Saeed Meer
- Country (sports): Pakistan
- Residence: Pakistan
- Born: 25 November 1947 (age 77) Meerut, India
- Height: N/A
- Turned pro: 1968
- Retired: 1980
- Plays: Right-handed
- Prize money: N/A

Singles
- Career record: 164–80
- Career titles: 4
- Highest ranking: No. 235 (8 April 1975)

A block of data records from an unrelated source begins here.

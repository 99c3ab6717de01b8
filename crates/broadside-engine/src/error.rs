use broadside_protocol::PlayerIndex;

use crate::ship::Position;

/// Errors raised by the rules engine.
///
/// Both variants describe calls the session layer should never make:
/// attacks are only accepted once both fleets exist, and targets are
/// bounds-checked before they get here.
#[derive(Debug, Clone, PartialEq, Eq, thiserror::Error)]
pub enum EngineError {
    #[error("no enemy fleet for attacker {attacker}")]
    MissingEnemyFleet { attacker: PlayerIndex },

    #[error("target ({}, {}) is outside the board", .0.x, .0.y)]
    OutOfBounds(Position),
}
//! Wire protocol for Broadside.
//!
//! This crate defines what clients and the server say to each other:
//!
//! - **Types** ([`Frame`], [`SystemMessage`], [`PlayerIndex`], [`GameId`],
//!   [`Recipient`]): the structures that travel on the wire.
//! - **Codec** ([`Codec`] trait, [`JsonCodec`]): how frames become bytes.
//! - **Errors** ([`ProtocolError`]).
//!
//! # Architecture
//!
//! The protocol layer sits between the transport (raw bytes) and the game
//! sessions. It knows nothing about connections or games, only how to turn
//! frames into bytes and back.
//!
//! ```text
//! Transport (bytes) → Protocol (Frame) → Session (ClientAction / ServerEvent)
//! ```

// ---------------------------------------------------------------------------
// Module declarations
// ---------------------------------------------------------------------------

mod codec;
mod error;
mod types;

// ---------------------------------------------------------------------------
// Re-exports
// ---------------------------------------------------------------------------

pub use codec::Codec;
#[cfg(feature = "json")]
pub use codec::JsonCodec;
pub use error::ProtocolError;
pub use types::{Frame, GameId, PlayerIndex, Recipient, SystemMessage};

Grand Slam singles results
- Wimbledon: First Round

Doubles
- Career record: 0–12
- Career titles: 0
- Highest ranking: N/A

= Saeed Meer =

Pakistani tennis player

Saeed Meer, (born 25 November 1947, in Meerut), the former Pakistan No. 2 tennis player, had a successful Davis Cup career, with a 26–14 win–loss record.

==Career==
Meer played his first tournament at the East of England Championships in 1968. In April 1972 he won his first tournament at the Karachi Open against Meer Mohammed Khan. In the summer of 1972 he was touring in Great Britain and won the West Warwickshire Open at Solihull, England against the Nigerian player Thompson Onibokun. In 1973, he made it to the second round at Newport, United Kingdom he also went on to play at Seattle and Fort Worth in the United States. The following year, he played at Louisville, US. In 1974, he made it to the second round of the Wimbledon singles. Also that year he won the Ceylon Championships at Nuwara Eliya.

Meer, also twice made it to the first round doubles of the US Open, once at the Australian Open, the French Open and Wimbledon. In the mixed doubles, he made it to the second round of the US Open and second round of Wimbledon. In 1976, Saeed Meer played at the Iran International Championships in Tehran. In 1977 he won the East of England Championships at Felixstowe against Ali Kahn. His final ATP tournament was at the Western Australian Open at Perth, Australia, in 1980, being knocked out in the first round.

He currently coaches at the Beach View Club, Sea View in Karachi, Pakistan.